[Stored items]:
• • • •
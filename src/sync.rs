//! Orchestration of a full sync run.
//!
//! ```text
//! Idle → (Resetting) → BuildingTaxonomy → Importing → Done
//!                   any error → Failed
//! ```

use std::sync::Arc;
use std::time::Instant;

use tokio::sync::{broadcast, watch};
use tokio_util::sync::CancellationToken;

use crate::catalog::LoadedCatalog;
use crate::client::CatalogClient;
use crate::client::models::Channel;
use crate::config::Config;
use crate::db::Database;
use crate::error::{Error, Result};
use crate::import::{CheckpointSink, ImportScheduler, resolve_items, select_window};
use crate::reset::ResetPhase;
use crate::taxonomy::TaxonomyBuilder;
use crate::types::{RunStatus, SyncEvent, SyncPhase, SyncReport};

/// Capacity of the event broadcast channel
const EVENT_CHANNEL_CAPACITY: usize = 1000;

/// Runs reset, taxonomy and import against the remote catalog
pub struct CatalogSync {
    config: Config,
    client: CatalogClient,
    db: Option<Arc<Database>>,
    event_tx: broadcast::Sender<SyncEvent>,
    phase_tx: watch::Sender<SyncPhase>,
}

impl CatalogSync {
    /// Create a sync talking HTTP to the configured endpoint
    pub async fn new(config: Config) -> Result<Self> {
        let client = CatalogClient::http(&config.api, config.retry.clone())?;
        Self::with_client(config, client).await
    }

    /// Create a sync using an existing client (any [`Transport`](crate::client::Transport))
    ///
    /// Opens the checkpoint database when checkpoints are enabled.
    pub async fn with_client(config: Config, client: CatalogClient) -> Result<Self> {
        let db = if config.checkpoint.enabled {
            Some(Arc::new(
                Database::new(&config.checkpoint.database_path).await?,
            ))
        } else {
            None
        };

        let (event_tx, _rx) = broadcast::channel(EVENT_CHANNEL_CAPACITY);
        let (phase_tx, _phase_rx) = watch::channel(SyncPhase::Idle);

        Ok(Self {
            config,
            client,
            db,
            event_tx,
            phase_tx,
        })
    }

    /// Subscribe to run events
    pub fn subscribe(&self) -> broadcast::Receiver<SyncEvent> {
        self.event_tx.subscribe()
    }

    /// Current phase
    pub fn phase(&self) -> SyncPhase {
        *self.phase_tx.borrow()
    }

    /// Watch phase transitions
    pub fn watch_phase(&self) -> watch::Receiver<SyncPhase> {
        self.phase_tx.subscribe()
    }

    /// Token that cancels the run (every phase, worker and remote call)
    pub fn cancellation_token(&self) -> CancellationToken {
        self.client.cancellation_token().clone()
    }

    /// Checkpoint database, when enabled
    pub fn database(&self) -> Option<&Database> {
        self.db.as_deref()
    }

    /// Execute one full run over `catalog`
    pub async fn run(&self, catalog: &LoadedCatalog) -> Result<SyncReport> {
        let started = Instant::now();

        if let Some(db) = &self.db {
            if db.last_run_status().await? == Some(RunStatus::Running) {
                tracing::warn!("Previous run did not finish; resuming from checkpoint");
            }
            db.set_run_started().await?;
        }

        match self.run_and_record(catalog, started).await {
            Ok(report) => {
                self.set_phase(SyncPhase::Done);

                tracing::info!(
                    imported = report.import.imported,
                    skipped = report.import.skipped,
                    total = report.import.total,
                    categories_created = report.categories_created,
                    categories_reused = report.categories_reused,
                    elapsed_ms = report.elapsed.as_millis() as u64,
                    "Catalog sync finished"
                );
                self.event_tx
                    .send(SyncEvent::Finished {
                        report: report.clone(),
                    })
                    .ok();
                Ok(report)
            }
            Err(e) => {
                let failed_in = self.phase();
                self.set_phase(SyncPhase::Failed);

                if let Some(db) = &self.db {
                    if let Err(db_err) = db.set_run_failed().await {
                        tracing::warn!(error = %db_err, "Could not record failed run");
                    }
                }

                tracing::error!(phase = %failed_in, error = %e, "Catalog sync failed");
                self.event_tx
                    .send(SyncEvent::Failed {
                        phase: failed_in,
                        error: e.to_string(),
                    })
                    .ok();
                Err(e)
            }
        }
    }

    /// Run every phase, then persist the finished status
    async fn run_and_record(&self, catalog: &LoadedCatalog, started: Instant) -> Result<SyncReport> {
        let report = self.run_phases(catalog, started).await?;
        if let Some(db) = &self.db {
            db.set_run_finished().await?;
        }
        Ok(report)
    }

    async fn run_phases(&self, catalog: &LoadedCatalog, started: Instant) -> Result<SyncReport> {
        let channel = self.resolve_channel().await?;

        let reset = if self.config.run.skip_reset {
            tracing::info!("Skipping reset");
            None
        } else {
            self.set_phase(SyncPhase::Resetting);
            let report = ResetPhase::new(self.client.clone())
                .with_events(self.event_tx.clone())
                .run()
                .await?;

            if let Some(db) = &self.db {
                let cleared = db.clear_checkpoint(&catalog.fingerprint).await?;
                if cleared > 0 {
                    tracing::info!(cleared, "Cleared import checkpoint after reset");
                }
            }
            Some(report)
        };

        self.set_phase(SyncPhase::BuildingTaxonomy);
        let taxonomy = TaxonomyBuilder::new(self.client.clone(), &self.config.product_type_name)
            .with_events(self.event_tx.clone())
            .build(&catalog.catalog)
            .await?;

        self.set_phase(SyncPhase::Importing);
        let items = catalog.catalog.flatten();
        let offset = self.start_offset(&catalog.fingerprint).await?;
        let window = select_window(&items, offset, self.config.run.limit);
        let queue = resolve_items(window, &taxonomy.map)?;

        tracing::info!(
            catalog_items = items.len(),
            offset,
            window = queue.len(),
            concurrency = self.config.run.concurrency,
            "Import window selected"
        );

        let mut scheduler =
            ImportScheduler::new(self.client.clone(), channel, &taxonomy.product_type_id)
                .with_concurrency(self.config.run.concurrency)
                .with_item_delay(self.config.run.item_delay)
                .with_events(self.event_tx.clone());
        if let Some(db) = &self.db {
            scheduler = scheduler.with_checkpoint(CheckpointSink::new(
                Arc::clone(db),
                catalog.fingerprint.clone(),
            ));
        }
        let import = scheduler.run(queue).await?;

        Ok(SyncReport {
            reset,
            categories_created: taxonomy.created,
            categories_reused: taxonomy.reused,
            offset,
            import,
            elapsed: started.elapsed(),
        })
    }

    async fn resolve_channel(&self) -> Result<Channel> {
        let slug = self.config.channel_slug.as_str();
        let channel = self
            .client
            .channel_by_slug(slug)
            .await?
            .ok_or_else(|| Error::ChannelNotFound {
                slug: slug.to_string(),
            })?;

        tracing::info!(
            slug,
            id = %channel.id,
            currency = %channel.currency_code,
            "Resolved channel"
        );
        Ok(channel)
    }

    /// Explicit offset, else the checkpointed prefix, else 0
    async fn start_offset(&self, fingerprint: &str) -> Result<usize> {
        if let Some(offset) = self.config.run.offset {
            return Ok(offset);
        }
        match &self.db {
            Some(db) => {
                let offset = db.completed_prefix_len(fingerprint).await?;
                if offset > 0 {
                    tracing::info!(offset, "Resuming import from checkpoint");
                }
                Ok(offset)
            }
            None => Ok(0),
        }
    }

    fn set_phase(&self, phase: SyncPhase) {
        self.phase_tx.send_replace(phase);
        tracing::debug!(%phase, "Phase changed");
        self.event_tx.send(SyncEvent::PhaseChanged { phase }).ok();
    }

    /// Close the checkpoint database
    pub async fn close(self) {
        if let Some(db) = self.db {
            match Arc::try_unwrap(db) {
                Ok(db) => db.close().await,
                Err(_) => tracing::debug!("Checkpoint database still shared, leaving pool open"),
            }
        }
    }
}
• • • •
[Problem]: If a line in the data above holds the word "Importing", count it; give only the total.

[Solution for this problem]: 2